Симон остановился на красный сигнал светофора у улицы Стургата. Казалось, из окружающих фасадов домов начала сочиться тьма, а вместе с ней на улице появились ночные звери. Они ходили шаркающей походкой, стояли, прислонившись к стенам домов у дверей, из которых доносилась музыка, или сидели в машинах, выставив локти в боковые окна. Ищущие голодные взгляды. Охотники.
– Потому что он был моим лучшим другом.
Йоханнес посмотрел на часы. Десять минут одиннадцатого. Десять минут после закрытия. Остальные уже заперты в своих камерах, его же самого запрут вручную после завершения уборки в одиннадцать часов. Удивительное дело. Когда долго сидишь в тюрьме, дни начинают казаться минутами, а девочки с календарей, висящих в твоей камере, не успевают идти в ногу с месяцами. Но последний час показался ему годом. Долгим нехорошим годом.
Он вошел в контрольное помещение.
Сейчас здесь несли дежурство три человека, на одного меньше, чем обычно дежурят днем. Один из них отвернулся от мониторов, скрипнув стулом:
– Привет, Йоханнес.
Это был Гейр Голдсруд. Он ногой вытолкнул из-под стола мусорную корзину – движение, уже ставшее автоматическим. Молодой начальник смены помогает престарелому уборщику с больной спиной. Йоханнесу всегда нравился Гейр Голдсруд. Он вынул из кармана пистолет и нацелил его в лицо начальнику смены.
– Круто! Откуда это у тебя? – спросил другой надзиратель, светловолосый парень, игрок футбольной команды третьего дивизиона «Хасле/Лёрен».

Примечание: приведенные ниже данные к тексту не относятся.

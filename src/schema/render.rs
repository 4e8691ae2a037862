//! Human-readable form of a description graph. Re-entering a node that is
//! still being written prints `...`.
use std::fmt::{self, Write};

use super::{FieldKey, Schema, SeqKinds, Ty, TypeId};

pub struct RenderedTy<'s> {
    schema: &'s Schema,
    id: TypeId,
}

impl Schema {
    pub fn render(&self, id: TypeId) -> RenderedTy<'_> {
        RenderedTy { schema: self, id }
    }

    pub fn render_short(&self, id: TypeId, max: usize) -> String {
        let mut out = String::new();
        if !write_ty(self, id, &mut out, &mut Vec::new(), max) {
            out.push_str("...");
        }
        out
    }
}

impl fmt::Display for RenderedTy<'_> {
    fn fmt(&self, f: &mut fmt::Formatter<'_>) -> fmt::Result {
        let mut out = String::new();
        write_ty(self.schema, self.id, &mut out, &mut Vec::new(), usize::MAX);
        f.write_str(&out)
    }
}

fn write_ty(schema: &Schema, id: TypeId, out: &mut String, on_path: &mut Vec<TypeId>, limit: usize) -> bool {
    if out.len() > limit { return false; }
    if on_path.contains(&id) {
        out.push_str("...");
        return true;
    }
    let Ok(ty) = schema.get(id) else {
        out.push_str("<unbound>");
        return true;
    };
    on_path.push(id);
    let ok = match ty {
        Ty::Any => { out.push_str("any"); true }
        Ty::Never => { out.push_str("never"); true }
        Ty::NoneType => { out.push_str("null"); true }
        Ty::Primitive(kind) => { out.push_str(kind.name()); true }
        Ty::OneOf(alts) => {
            out.push('(');
            let ok = write_all(schema, alts, " | ", out, on_path, limit);
            out.push(')');
            ok
        }
        Ty::ListOf(list) => {
            let plain = !list.strict && list.accept == SeqKinds::ALL;
            if !plain { out.push_str("list_("); }
            out.push('[');
            let ok = match list.element {
                Some(el) => write_ty(schema, el, out, on_path, limit),
                None => true,
            };
            out.push(']');
            if !plain {
                if list.strict { out.push_str(", strict"); }
                match list.accept {
                    SeqKinds::LIST => out.push_str(", list"),
                    SeqKinds::TUPLE => out.push_str(", tuple"),
                    _ => {}
                }
                out.push(')');
            }
            ok
        }
        Ty::MappingOf(mapping) => {
            out.push('{');
            let mut ok = true;
            for (i, field) in mapping.fields().iter().enumerate() {
                if i > 0 { out.push_str(", "); }
                let _ = match &field.key {
                    FieldKey::Required(k) => write!(out, "{k:?}: "),
                    FieldKey::Optional(k) => write!(out, "{:?}: ", format!("?{k}")),
                    FieldKey::Pattern(rx) => write!(out, "{:?}: ", format!("~{}", rx.as_str())),
                };
                if !write_ty(schema, field.ty, out, on_path, limit) {
                    ok = false;
                    break;
                }
            }
            out.push('}');
            ok
        }
        Ty::FixedTuple(slots) => {
            out.push_str("tuple_(");
            let ok = write_all(schema, slots, ", ", out, on_path, limit);
            out.push(')');
            ok
        }
        Ty::KeyedMap { key, value } => {
            out.push_str("map_(");
            let ok = write_ty(schema, *key, out, on_path, limit)
                && { out.push_str(", "); write_ty(schema, *value, out, on_path, limit) };
            out.push(')');
            ok
        }
        Ty::Predicate(p) => {
            out.push_str(&p.name);
            if p.base != TypeId::ANY {
                out.push('(');
                let ok = write_ty(schema, p.base, out, on_path, limit);
                out.push(')');
                ok
            } else {
                true
            }
        }
    };
    on_path.pop();
    ok && out.len() <= limit
}

fn write_all(schema: &Schema, ids: &[TypeId], sep: &str, out: &mut String, on_path: &mut Vec<TypeId>, limit: usize) -> bool {
    for (i, id) in ids.iter().enumerate() {
        if i > 0 { out.push_str(sep); }
        if !write_ty(schema, *id, out, on_path, limit) { return false; }
    }
    true
}

#[cfg(test)]
mod tests {
    use super::super::{Field, Kind, ListOf, Predicate};
    use super::*;

    #[test]
    fn recursive_list_renders_once() {
        let mut schema = Schema::new();
        let t = schema.reserve();
        let int = schema.primitive(Kind::Int);
        let item = schema.one_of([int, t]);
        schema.define(t, Ty::ListOf(ListOf::of(item))).unwrap();
        assert_eq!(schema.render(t).to_string(), "[(int | ...)]");
    }

    #[test]
    fn mappings_show_key_prefixes() {
        let mut schema = Schema::new();
        let int = schema.primitive(Kind::Int);
        let s = schema.primitive(Kind::Str);
        let m = schema.mapping([
            Field::required("abc", int),
            Field::optional("d", s),
            Field::pattern("a.b", TypeId::NEVER).unwrap(),
        ]);
        assert_eq!(schema.render(m).to_string(), r#"{"abc": int, "?d": str, "~a.b": never}"#);
    }

    #[test]
    fn options_and_custom_types() {
        let mut schema = Schema::new();
        let int = schema.primitive(Kind::Int);
        let strict = schema.list(ListOf::of(int).strict());
        let tup = schema.tuple([int, TypeId::NONE]);
        let map = schema.keyed_map(int, tup);
        let p = schema.predicate(Predicate::new("even", |_, _| Ok(true)).with_base(int));
        assert_eq!(schema.render(strict).to_string(), "list_([int], strict)");
        assert_eq!(schema.render(map).to_string(), "map_(int, tuple_(int, null))");
        assert_eq!(schema.render(p).to_string(), "even(int)");
    }

    #[test]
    fn unbound_nodes_are_marked() {
        let mut schema = Schema::new();
        let t = schema.reserve();
        let l = schema.list_of(t);
        assert_eq!(schema.render(l).to_string(), "[<unbound>]");
    }
}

Йоханнес не ответил. Он продолжал стоять, не отводя взгляда и дула пистолета от точки между глазами Голдсруда.
– Ну-ка дай мне прикурить! – Третий надзиратель взял в рот сигарету.
– Опусти его, Йоханнес.
Голдсруд говорил тихо, не моргая, и Йоханнес видел, что он все понял. Понял, что в руках у него не забавная зажигалка.
– Ну прямо порно в стиле Джеймса Бонда. Сколько хочешь за него? – Футболист поднялся и подошел к Йоханнесу, чтобы поближе рассмотреть пистолетик.